The massacre he was referring to is the ‘Mulluk Chalo Movement’ or ‘Chargola Massacre’ that occurred on the night of the 20th May, 1921, when thousands of tea workers rebelled and walked hundreds of miles to Chandpur to board steamers to return to their native lands.

The British suppressed the movement by indiscriminate killing of the workers of all ages. There is no estimate of how many workers died on that night.

“The situation has not changed much after independence,” Shanto claimed, “as the Bhojpuri people have been secluded and forced to work in the plantations like the colonial times.”

The education rate is quite low among the Bhojpuri people in Bangladesh. Literacy rate was abysmal in the older generations, but now the situation has improved a bit.

Most of the Bhojpuri children study up to class five at local primary schools and then join their parents in the plantations. A lucky few can reach the graduate level – a number of Bhojpuriya are studying in the University of Dhaka and the Shahjalal University of Science and Technology.

“There are about one hundred thousand Bhojpuriyas in our country,” estimated Shanto.

“Almost ninety-nine per cent is employed in the tea plantations. Others are scattered across Dhaka, Mymensingh, Kishoreganj, Narayanganj, Ishwarganj, and Shyamganj.”

“The Bhojpuri people practise intermarriage. The society is caste-based, but the division is not strict. The government put the community into the scheduled caste in 2013, but the Bhojpuriyas are not the ‘dalits’ in religious sense. Different ethnic minorities are what the Bhojpuriyas really are,” Shanto said.

According to Shanto, Bhojpuri culture, found in Uttar Pradesh, is mostly intact. Their mother tongue is Bhojpuri, and they prefer roti as the staple meal.

Their festivals and religious customs are just like the Bhojpuriyas in North India, and they have adopted Durga Puja from the Bengalis.

Surja Puja is a unique custom, which is not practised by Bengali Hindus.
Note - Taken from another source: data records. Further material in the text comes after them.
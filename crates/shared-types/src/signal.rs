//! Runtime shutdown signal.

/// Value carried on the node's `tokio::sync::watch` shutdown channel.
///
/// The runtime owns the sender; background tasks subscribe to it and may also
/// publish an [`ShutdownSignal::Abort`] when they detect an unrecoverable
/// fault.
#[derive(Debug, Clone, PartialEq, Eq, Default)]
pub enum ShutdownSignal {
    /// Normal operation.
    #[default]
    Running,
    /// Orderly shutdown requested (e.g. Ctrl-C).
    Shutdown,
    /// Unrecoverable fault; the process must terminate.
    Abort {
        /// Human-readable cause, logged by the runtime on exit.
        reason: String,
    },
}

impl ShutdownSignal {
    /// Build an abort signal.
    pub fn abort(reason: impl Into<String>) -> Self {
        Self::Abort {
            reason: reason.into(),
        }
    }

    /// True while no shutdown or abort has been requested.
    pub fn is_running(&self) -> bool {
        matches!(self, Self::Running)
    }

    /// True if this signal requests process termination after a fault.
    pub fn is_abort(&self) -> bool {
        matches!(self, Self::Abort { .. })
    }
}
//! # Ledger Index Test Suite
//!
//! ## Structure
//!
//! ```text
//! tests/src/
//! ├── benchmarks/       # criterion benchmarks per crate
//! │   ├── big_bits.rs
//! │   └── tx_lookup.rs
//! │
//! ├── integration/      # Cross-crate flows
//! │   ├── lookup_flows.rs
//! │   ├── big_bits_flows.rs
//! │   └── runtime_flows.rs
//! │
//! └── support.rs        # Fixtures and log capture
//! ```
//!
//! ## Running Tests
//!
//! ```bash
//! # All tests
//! cargo test -p ledger-tests
//!
//! # By category
//! cargo test -p ledger-tests integration::lookup_flows
//!
//! # Benchmarks
//! cargo bench -p ledger-tests
//! ```

pub mod benchmarks;
pub mod integration;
There is a custom where Ramayana is recited at one’s house, and the whole locality gathers to listen to the recitation.

The application to acknowledge Bhojpuri people as a separate ethnic minority in Bangladesh has been rejected by the government several times, Shanto told this writer.

The country needs to accept Bhojpuri people as one of its own, and make amends for them and for all the wrong treatments they had to face. A community living without the bare minimum of living standard is, in no way, good for the country’s social and economic growth.